Scott Beckner, the assistant vice president and director of the University of Iowa Department of Public Safety wrote in an email to The Daily Iowan that Iowa City and University of Iowa law enforcement are working alongside organizers to help maintain the safety of the protesters and the public.

“The University of Iowa and Iowa City community are strongly committed to freedom of expression and frequently facilitate requests to gather peacefully,” he said. “Members of the campus and surrounding community are encouraged to consider their own safety and the safety of others while exercising their first amendment right. Iowa City and University of Iowa law enforcement are working alongside organizers to help maintain the safety of the protesters and the public,” Beckner wrote.

Salih said it’s hard to estimate how many people may show up to the rally as concerns of the spread of the novel coronavirus may deter people from attending. But, she said the importance of honoring Floyd and protesting against police violence for Iowans may bring out more people than they expect.

“We want to show that we, this is not acceptable because this has been happening over and over, again and again, and we just get tired, you know, tired from this.”

A study from researchers at Rutgers University and the University of Michigan released in 2019 found black men and women to be more likely to die from police violence than their white peers.
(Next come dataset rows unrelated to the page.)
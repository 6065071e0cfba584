//! # DBus interface proxies
//!
//! Client side of the services the tray talks to. The StatusNotifier interfaces follow the
//! [freedesktop specification](https://freedesktop.org/wiki/Specifications/StatusNotifierItem/),
//! the tray manager is the one exported by the Deepin desktop daemon, which embeds XEmbed icons
//! on behalf of the dock.

mod dbus_status_notifier_item;
pub use dbus_status_notifier_item::*;

mod dbus_status_notifier_watcher;
pub use dbus_status_notifier_watcher::*;

mod dbus_tray_manager;
pub use dbus_tray_manager::*;
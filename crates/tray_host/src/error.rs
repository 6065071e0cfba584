use std::path::PathBuf;

use thiserror::Error;

use crate::{SourceKind, TrayKey};

#[derive(Error, Debug)]
pub enum Error {
    #[error("Dbus connection error")]
    DbusError(#[from] zbus::Error),
    #[error("Service path {0} was not understood")]
    DbusAddressError(String),
    #[error("Could not connect to the X server")]
    X11ConnectError(#[from] x11rb::errors::ConnectError),
    #[error("The {kind} source reported {key}, which belongs to another source")]
    ForeignKey { kind: SourceKind, key: TrayKey },
    #[error("Failed to access {}", .path.display())]
    Io {
        path: PathBuf,
        #[source]
        err: std::io::Error,
    },
    #[error("Malformed JSON file")]
    Json(#[from] serde_json::Error),
}

pub type Result<T> = std::result::Result<T, Error>;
On Friday evening, University of Iowa officials expressed their outrage after Floyd’s death, and reiterated support for Floyd’s family, friends, and the Minneapolis community.

In an emailed prepared statement to The Daily Iowan from Executive Vice President and Provost Montse Fuentes and Vice President for Student Life Sarah Hansen, the two called Floyd’s death and violence against people of color unacceptable.

“As human beings we are heartbroken as once again a life has been taken at the hands of police officers,” the statement said. “The killing of George Floyd is the latest example of law enforcement failing to follow through on their oath to protect and serve, and we stand with our community to voice our outrage. No one should feel that their race or any aspect of their identity makes them a target. This kind of violence is unacceptable and must be denounced by the entire community. We will not tolerate anything but a safe and inclusive campus for people of all backgrounds.”

The Iowa City Interim Police Chief Bill Campbell also condemned the Minneapolis police officers on Friday, saying in a prepared statement that “Like many of you, I watched the video in disbelief, sadness, and frustration, as those who took an oath to protect us, failed to make good on that promise.”